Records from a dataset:
********
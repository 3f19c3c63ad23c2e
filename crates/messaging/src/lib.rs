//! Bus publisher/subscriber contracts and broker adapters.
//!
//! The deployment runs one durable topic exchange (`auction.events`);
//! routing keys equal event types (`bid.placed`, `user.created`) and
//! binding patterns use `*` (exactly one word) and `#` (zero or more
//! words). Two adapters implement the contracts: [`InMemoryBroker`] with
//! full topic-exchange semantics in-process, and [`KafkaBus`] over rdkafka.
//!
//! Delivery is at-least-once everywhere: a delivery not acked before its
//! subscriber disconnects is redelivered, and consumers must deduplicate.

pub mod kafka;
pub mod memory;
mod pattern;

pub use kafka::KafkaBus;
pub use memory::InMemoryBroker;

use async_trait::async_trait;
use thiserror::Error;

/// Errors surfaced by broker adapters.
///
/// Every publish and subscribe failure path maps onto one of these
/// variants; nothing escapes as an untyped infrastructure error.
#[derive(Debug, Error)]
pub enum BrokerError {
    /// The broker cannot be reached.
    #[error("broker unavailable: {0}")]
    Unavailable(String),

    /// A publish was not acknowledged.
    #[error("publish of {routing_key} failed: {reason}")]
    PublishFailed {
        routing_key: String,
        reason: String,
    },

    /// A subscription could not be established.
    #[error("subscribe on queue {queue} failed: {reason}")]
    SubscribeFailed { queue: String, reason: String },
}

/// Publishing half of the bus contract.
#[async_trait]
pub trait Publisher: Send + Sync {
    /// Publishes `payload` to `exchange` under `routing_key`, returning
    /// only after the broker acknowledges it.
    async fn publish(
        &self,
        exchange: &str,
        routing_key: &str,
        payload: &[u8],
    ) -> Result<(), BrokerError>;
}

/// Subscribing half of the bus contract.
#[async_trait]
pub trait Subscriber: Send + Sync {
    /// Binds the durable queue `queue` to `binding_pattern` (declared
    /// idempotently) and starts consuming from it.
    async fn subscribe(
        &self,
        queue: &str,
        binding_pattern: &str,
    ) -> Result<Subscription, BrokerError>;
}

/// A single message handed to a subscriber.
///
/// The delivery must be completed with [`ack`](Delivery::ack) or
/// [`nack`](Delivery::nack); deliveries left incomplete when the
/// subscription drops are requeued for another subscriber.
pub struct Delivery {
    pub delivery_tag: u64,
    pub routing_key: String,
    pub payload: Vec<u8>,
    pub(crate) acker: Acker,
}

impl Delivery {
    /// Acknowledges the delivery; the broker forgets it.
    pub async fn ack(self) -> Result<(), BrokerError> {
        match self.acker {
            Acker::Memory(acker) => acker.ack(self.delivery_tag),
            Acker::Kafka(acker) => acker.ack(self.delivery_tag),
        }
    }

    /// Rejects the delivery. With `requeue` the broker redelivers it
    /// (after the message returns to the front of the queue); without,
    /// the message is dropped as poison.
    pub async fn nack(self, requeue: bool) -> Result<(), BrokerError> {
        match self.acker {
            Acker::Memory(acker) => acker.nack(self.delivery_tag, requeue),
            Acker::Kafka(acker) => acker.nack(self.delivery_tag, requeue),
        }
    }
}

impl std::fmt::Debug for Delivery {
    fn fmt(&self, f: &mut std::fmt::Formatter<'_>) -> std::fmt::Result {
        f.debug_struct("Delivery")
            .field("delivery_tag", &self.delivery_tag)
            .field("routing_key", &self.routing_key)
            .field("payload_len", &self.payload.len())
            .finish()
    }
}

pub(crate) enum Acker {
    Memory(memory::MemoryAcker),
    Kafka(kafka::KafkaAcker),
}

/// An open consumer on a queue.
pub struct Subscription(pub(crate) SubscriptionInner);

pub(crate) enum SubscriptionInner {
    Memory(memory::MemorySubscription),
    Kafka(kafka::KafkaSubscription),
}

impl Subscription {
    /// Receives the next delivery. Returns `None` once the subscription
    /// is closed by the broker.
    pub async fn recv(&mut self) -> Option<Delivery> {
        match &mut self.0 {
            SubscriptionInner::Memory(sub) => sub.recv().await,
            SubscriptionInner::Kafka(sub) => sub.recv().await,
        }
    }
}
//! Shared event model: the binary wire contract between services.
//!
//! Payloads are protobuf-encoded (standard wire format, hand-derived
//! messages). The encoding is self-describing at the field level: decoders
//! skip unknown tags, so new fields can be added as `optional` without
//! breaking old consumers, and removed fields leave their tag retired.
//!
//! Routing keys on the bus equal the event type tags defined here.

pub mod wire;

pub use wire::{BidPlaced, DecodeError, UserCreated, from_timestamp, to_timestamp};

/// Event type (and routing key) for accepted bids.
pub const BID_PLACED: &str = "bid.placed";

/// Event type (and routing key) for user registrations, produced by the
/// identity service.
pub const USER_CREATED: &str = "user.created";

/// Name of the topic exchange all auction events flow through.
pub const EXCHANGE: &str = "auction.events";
********
## [DESCRIPTION OF THE TASK]
Using the entries above, return exactly the lines from the line with "routing keys equal" to the line with "not be established.", counting both of those lines.

## [OUTPUT OF THE EXERCISE]
//! routing keys equal event types (`bid.placed`, `user.created`) and
//! binding patterns use `*` (exactly one word) and `#` (zero or more
//! words). Two adapters implement the contracts: [`InMemoryBroker`] with
//! full topic-exchange semantics in-process, and [`KafkaBus`] over rdkafka.
//!
//! Delivery is at-least-once everywhere: a delivery not acked before its
//! subscriber disconnects is redelivered, and consumers must deduplicate.

pub mod kafka;
pub mod memory;
mod pattern;

pub use kafka::KafkaBus;
pub use memory::InMemoryBroker;

use async_trait::async_trait;
use thiserror::Error;

/// Errors surfaced by broker adapters.
///
/// Every publish and subscribe failure path maps onto one of these
/// variants; nothing escapes as an untyped infrastructure error.
#[derive(Debug, Error)]
pub enum BrokerError {
    /// The broker cannot be reached.
    #[error("broker unavailable: {0}")]
    Unavailable(String),

    /// A publish was not acknowledged.
    #[error("publish of {routing_key} failed: {reason}")]
    PublishFailed {
        routing_key: String,
        reason: String,
    },

    /// A subscription could not be established.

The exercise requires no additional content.